I’m trying to add my own authentication and authorisation to Java EE REST application. I’ve managed to get working version with JAX-RS’s
ContainerRequestFilter implementation (with JWT) and
@RolesAllowed annotations on end-point methods. But I need EJBs, and they don’t use JAX-RS’s SecurityContext at all (I’m getting
EJBAccessException regardless of user roles), so I need another solution.
Is there anything like
SecurityContext in EJBs possible to implement? Or should I use a library like Shiro? I want to manage users from the application itself, so container- or LDAP-provided user management is not an option. I'm using JPA to authenticate and authorise a user.
So, the main question is:
How do I implement my own authentication and role-based authorisation mechanisms working in EJBs (using @RolesAllowed annotations), based on JAX-RS filters? How do I tell EJB that a request is related to that concrete authenticated user with these roles?
One more thing – I’d rather avoid vendor-specific solutions, but if I had to, I’d go with JBoss/Wildfly.
Does your current solution set up
Principal object correctly? It is central to Java EE security, including EJBs.

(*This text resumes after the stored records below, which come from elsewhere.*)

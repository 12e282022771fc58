//! Service configuration from `TICKER_*` environment variables.

use std::collections::HashMap;
use std::str::FromStr;
use std::time::Duration;

use anyhow::{anyhow, bail, Context};

use ticker_presence_core::{CacheConfig, RelationTable, SchedulerConfig, DEFAULT_CURRENCY};

/// Which upstream price provider to use.
#[derive(Debug, Clone, PartialEq, Eq)]
pub enum DataSource {
    CoinGecko,
    CoinMarketCap { api_key: String },
}

/// Full service configuration.
#[derive(Debug, Clone)]
pub struct AppConfig {
    /// WebSocket server address for presence clients
    pub bind_addr: String,

    pub data_source: DataSource,

    /// Whether to run the rotation scheduler at startup
    pub rotation_enabled: bool,

    /// Presence targets the display name is published to
    pub presence_targets: Vec<String>,

    /// Extra static aliases as (alias, canonical id)
    pub aliases: Vec<(String, String)>,

    pub cache: CacheConfig,

    pub scheduler: SchedulerConfig,
}

impl AppConfig {
    /// Load configuration from the process environment.
    pub fn from_env() -> anyhow::Result<Self> {
        Self::from_lookup(|key| std::env::var(key).ok())
    }

    /// Load configuration from an arbitrary key lookup.
    pub fn from_lookup<F>(lookup: F) -> anyhow::Result<Self>
    where
        F: Fn(&str) -> Option<String>,
    {
        let get = |key: &str| lookup(key).filter(|v| !v.trim().is_empty());

        let data_source = match get("TICKER_DATA_SOURCE").as_deref().map(str::to_lowercase) {
            None => DataSource::CoinGecko,
            Some(s) if s == "0" || s == "coingecko" => DataSource::CoinGecko,
            Some(s) if s == "1" || s == "coinmarketcap" => {
                let api_key = get("TICKER_API_KEY")
                    .ok_or_else(|| anyhow!("TICKER_API_KEY is required for CoinMarketCap"))?;
                DataSource::CoinMarketCap { api_key }
            }
            Some(other) => bail!("Unknown TICKER_DATA_SOURCE: {}", other),
        };

        let ttl_secs: u64 = parse_or(get("TICKER_CACHE_TTL_SECS"), "TICKER_CACHE_TTL_SECS", 60)?;
        let dwell_secs: u64 = parse_or(get("TICKER_DWELL_SECS"), "TICKER_DWELL_SECS", 15)?;
        let tick_ms: u64 = parse_or(get("TICKER_TICK_MS"), "TICKER_TICK_MS", 500)?;
        let rotation_enabled = parse_or(get("TICKER_ROTATION_ENABLED"), "TICKER_ROTATION_ENABLED", true)?;

        let pairs = parse_pairs(
            &get("TICKER_PAIRS").unwrap_or_else(|| "iota:shimmer".to_string()),
            ':',
        )
        .context("TICKER_PAIRS")?;
        let aliases = parse_pairs(
            &get("TICKER_ALIASES").unwrap_or_else(|| "s=shimmer,shimmie=shimmer,i=iota".to_string()),
            '=',
        )
        .context("TICKER_ALIASES")?;

        let mut market_cap_fallback = HashMap::new();
        for (id, supply) in parse_pairs(&get("TICKER_MARKET_CAP_FALLBACK").unwrap_or_default(), '=')
            .context("TICKER_MARKET_CAP_FALLBACK")?
        {
            let supply: f64 = supply
                .parse()
                .with_context(|| format!("Invalid circulating supply for {}", id))?;
            market_cap_fallback.insert(id, supply);
        }

        let mut dwell_overrides = HashMap::new();
        for (id, secs) in parse_pairs(&get("TICKER_DWELL_OVERRIDES").unwrap_or_default(), '=')
            .context("TICKER_DWELL_OVERRIDES")?
        {
            let secs: u64 = secs
                .parse()
                .with_context(|| format!("Invalid dwell seconds for {}", id))?;
            dwell_overrides.insert(id, Duration::from_secs(secs));
        }

        Ok(Self {
            bind_addr: get("TICKER_BIND_ADDR").unwrap_or_else(|| "0.0.0.0:8083".to_string()),
            data_source,
            rotation_enabled,
            presence_targets: split_list(&get("TICKER_PRESENCE_TARGETS").unwrap_or_else(|| "dashboard".to_string())),
            aliases,
            cache: CacheConfig {
                ttl: Duration::from_secs(ttl_secs),
                currency: get("TICKER_CURRENCY").unwrap_or_else(|| DEFAULT_CURRENCY.to_string()),
                relations: RelationTable::new(pairs),
                market_cap_fallback,
            },
            scheduler: SchedulerConfig {
                token_set: split_list(&get("TICKER_ROTATION").unwrap_or_else(|| "iota,shimmer".to_string())),
                dwell: Duration::from_secs(dwell_secs),
                dwell_overrides,
                tick: Duration::from_millis(tick_ms),
            },
        })
    }
}

fn parse_or<T>(value: Option<String>, key: &str, default: T) -> anyhow::Result<T>
where
    T: FromStr,
    T::Err: std::error::Error + Send + Sync + 'static,
{
    match value {
        Some(v) => v
            .trim()
            .parse()
            .with_context(|| format!("Invalid value for {}: {}", key, v)),
        None => Ok(default),
    }
}

fn split_list(value: &str) -> Vec<String> {
    value
        .split(',')
        .map(str::trim)
        .filter(|s| !s.is_empty())
        .map(str::to_string)
        .collect()
}

/// Parse `"a:b,c:d"` style lists.
fn parse_pairs(value: &str, separator: char) -> anyhow::Result<Vec<(String, String)>> {
    split_list(value)
        .into_iter()
        .map(|item| {
            let (left, right) = item
                .split_once(separator)
                .ok_or_else(|| anyhow!("Expected `left{}right`, got {}", separator, item))?;
            Ok((left.trim().to_string(), right.trim().to_string()))
        })
        .collect()
}

#[cfg(test)]
mod tests {
    use super::*;

    fn config_from(vars: &[(&str, &str)]) -> anyhow::Result<AppConfig> {
        let vars: HashMap<String, String> = vars
            .iter()
            .map(|(k, v)| (k.to_string(), v.to_string()))
            .collect();
        AppConfig::from_lookup(|key| vars.get(key).cloned())
    }

    #[test]
    fn test_defaults() {
        let config = config_from(&[]).unwrap();

        assert_eq!(config.bind_addr, "0.0.0.0:8083");
        assert_eq!(config.data_source, DataSource::CoinGecko);
        assert!(config.rotation_enabled);
        assert_eq!(config.cache.ttl, Duration::from_secs(60));
        assert_eq!(config.cache.currency, "USD");
        assert!(config.cache.market_cap_fallback.is_empty());
        assert_eq!(config.scheduler.token_set, vec!["iota", "shimmer"]);
        assert_eq!(config.scheduler.dwell, Duration::from_secs(15));
        assert_eq!(config.scheduler.tick, Duration::from_millis(500));
        assert_eq!(config.cache.relations.partners("iota").collect::<Vec<_>>(), vec!["shimmer"]);
        assert!(config.aliases.contains(&("s".to_string(), "shimmer".to_string())));
    }

    #[test]
    fn test_coinmarketcap_requires_key() {
        assert!(config_from(&[("TICKER_DATA_SOURCE", "1")]).is_err());

        let config = config_from(&[
            ("TICKER_DATA_SOURCE", "CoinMarketCap"),
            ("TICKER_API_KEY", "secret"),
        ])
        .unwrap();
        assert_eq!(
            config.data_source,
            DataSource::CoinMarketCap {
                api_key: "secret".to_string()
            }
        );
    }

    #[test]
    fn test_overrides() {
        let config = config_from(&[
            ("TICKER_CACHE_TTL_SECS", "30"),
            ("TICKER_ROTATION", "bitcoin, ethereum ,"),
            ("TICKER_MARKET_CAP_FALLBACK", "shimmer=1813620509"),
            ("TICKER_DWELL_OVERRIDES", "bitcoin=5"),
            ("TICKER_ROTATION_ENABLED", "false"),
        ])
        .unwrap();

        assert_eq!(config.cache.ttl, Duration::from_secs(30));
        assert_eq!(config.scheduler.token_set, vec!["bitcoin", "ethereum"]);
        assert_eq!(config.cache.market_cap_fallback["shimmer"], 1_813_620_509.0);
        assert_eq!(config.scheduler.dwell_overrides["bitcoin"], Duration::from_secs(5));
        assert!(!config.rotation_enabled);
    }

    #[test]
    fn test_invalid_values() {
        assert!(config_from(&[("TICKER_DATA_SOURCE", "binance")]).is_err());
        assert!(config_from(&[("TICKER_DWELL_SECS", "soon")]).is_err());
        assert!(config_from(&[("TICKER_PAIRS", "iota")]).is_err());
    }
}
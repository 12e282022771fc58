//! Token alias registry.
//!
//! Maps case-insensitive user keys (id, symbol, name or slug) to the
//! provider's canonical id. Built once and read-only afterwards.

use std::collections::HashMap;

use tracing::{debug, warn};

use crate::error::PriceError;
use ticker_presence_types::TokenIdentity;

/// Key spaces in registration priority order.
#[derive(Debug, Clone, Copy, PartialEq, Eq)]
enum KeySpace {
    Id,
    Symbol,
    Name,
    Slug,
}

impl KeySpace {
    const ALL: [KeySpace; 4] = [KeySpace::Id, KeySpace::Symbol, KeySpace::Name, KeySpace::Slug];

    fn key_of(self, token: &TokenIdentity) -> Option<&str> {
        match self {
            KeySpace::Id => Some(&token.canonical_id),
            KeySpace::Symbol => Some(&token.symbol),
            KeySpace::Name => Some(&token.name),
            KeySpace::Slug => token.slug.as_deref(),
        }
    }
}

/// Alias to canonical id resolution table.
#[derive(Debug, Default)]
pub struct TokenRegistry {
    /// Lower-cased key to canonical id. Registration never overwrites.
    lookup: HashMap<String, String>,

    /// Identities keyed by canonical id.
    tokens: HashMap<String, TokenIdentity>,
}

impl TokenRegistry {
    /// Build a registry from a provider token list.
    pub fn new(tokens: Vec<TokenIdentity>) -> Self {
        Self::with_aliases(tokens, &[])
    }

    /// Build a registry with extra static aliases (`alias`, `canonical_id`).
    ///
    /// Aliases are registered before the provider keys so they win any
    /// collision. An alias whose target is not in `tokens` is skipped.
    pub fn with_aliases(tokens: Vec<TokenIdentity>, aliases: &[(String, String)]) -> Self {
        let mut registry = Self::default();

        for token in &tokens {
            registry
                .tokens
                .entry(token.canonical_id.clone())
                .or_insert_with(|| token.clone());
        }

        for (alias, canonical_id) in aliases {
            if registry.tokens.contains_key(canonical_id) {
                registry.register(alias, canonical_id);
            } else {
                warn!("Skipping alias {} for unknown token {}", alias, canonical_id);
            }
        }

        for space in KeySpace::ALL {
            for token in &tokens {
                if let Some(key) = space.key_of(token) {
                    registry.register(key, &token.canonical_id);
                }
            }
        }

        debug!(
            "Token registry built: {} tokens, {} keys",
            registry.tokens.len(),
            registry.lookup.len()
        );

        registry
    }

    fn register(&mut self, key: &str, canonical_id: &str) {
        self.lookup
            .entry(key.to_lowercase())
            .or_insert_with(|| canonical_id.to_string());
    }

    /// Resolve a key to its canonical id.
    pub fn resolve(&self, key: &str) -> Result<&str, PriceError> {
        self.lookup
            .get(&key.to_lowercase())
            .map(String::as_str)
            .ok_or_else(|| PriceError::NotFound(key.to_string()))
    }

    pub fn exists(&self, key: &str) -> bool {
        self.lookup.contains_key(&key.to_lowercase())
    }

    /// Identity registered under a canonical id.
    pub fn identity(&self, canonical_id: &str) -> Option<&TokenIdentity> {
        self.tokens.get(canonical_id)
    }

    /// Number of distinct tokens.
    pub fn len(&self) -> usize {
        self.tokens.len()
    }

    pub fn is_empty(&self) -> bool {
        self.tokens.is_empty()
    }
}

Generally, you need an auth + IDM solution with support for JPA and custom authentication methods; PicketLink could be your choice. Unfortunately, PicketLink is now said to be superseded by KeyCloak, which I personally consider to have been a controversial decision. KeyCloak doesn't provide in-application IDM - it's an important piece of functionality, and it's exactly what you're looking for.
JSR 375: Java™ EE Security API is an emerging specification that will address all the above in a standard, vendor-neutral way. Soteria is a JSR 375 RI. At the moment, it only supports read-only identity stores.
I strongly recommend PicketLink for your JavaEE application. It's CDI-managed (so you don't need Spring or other heavy-weight framework), has a big pack of tutorials and quite simple for beginners.
UPD: It's JBoss dependent.
i am developing an web application with java ee 7 on a wildfly application server (EJB, JSF, JPA, ...). To protect subpages for unauthorized access, i created security constraints and roles (Just two: Admin and User) on my web.xml - and they work fine with the users i created manually on the add-user.bat on wildfly/bin.
My question is: how is it possible to save new usernames and passwords (role should be always 'user') out of the java web application to be saved in the property file 'application-users'?
Later - i want to create a session for a cart after successfully authorization of the users with the credentials of the application-users file.
Any help will be appreciated. Thank you in advance!
Security-wise the web application should not be able to have write access to the application-users.properties file. If you need to create users from your application, help yourself by choosing a proper store for your user database (MySql, LDAP or even H2 which should be fine for development).
Alternatively, if you really want to use a property file, define one outside the JBoss installation directory (somewhere in /var/data/my-app). That way you can't accidentally corrupt your JBoss setup. Copy the security domain configuration which references the application-users.properties and change the file path to your own users property file.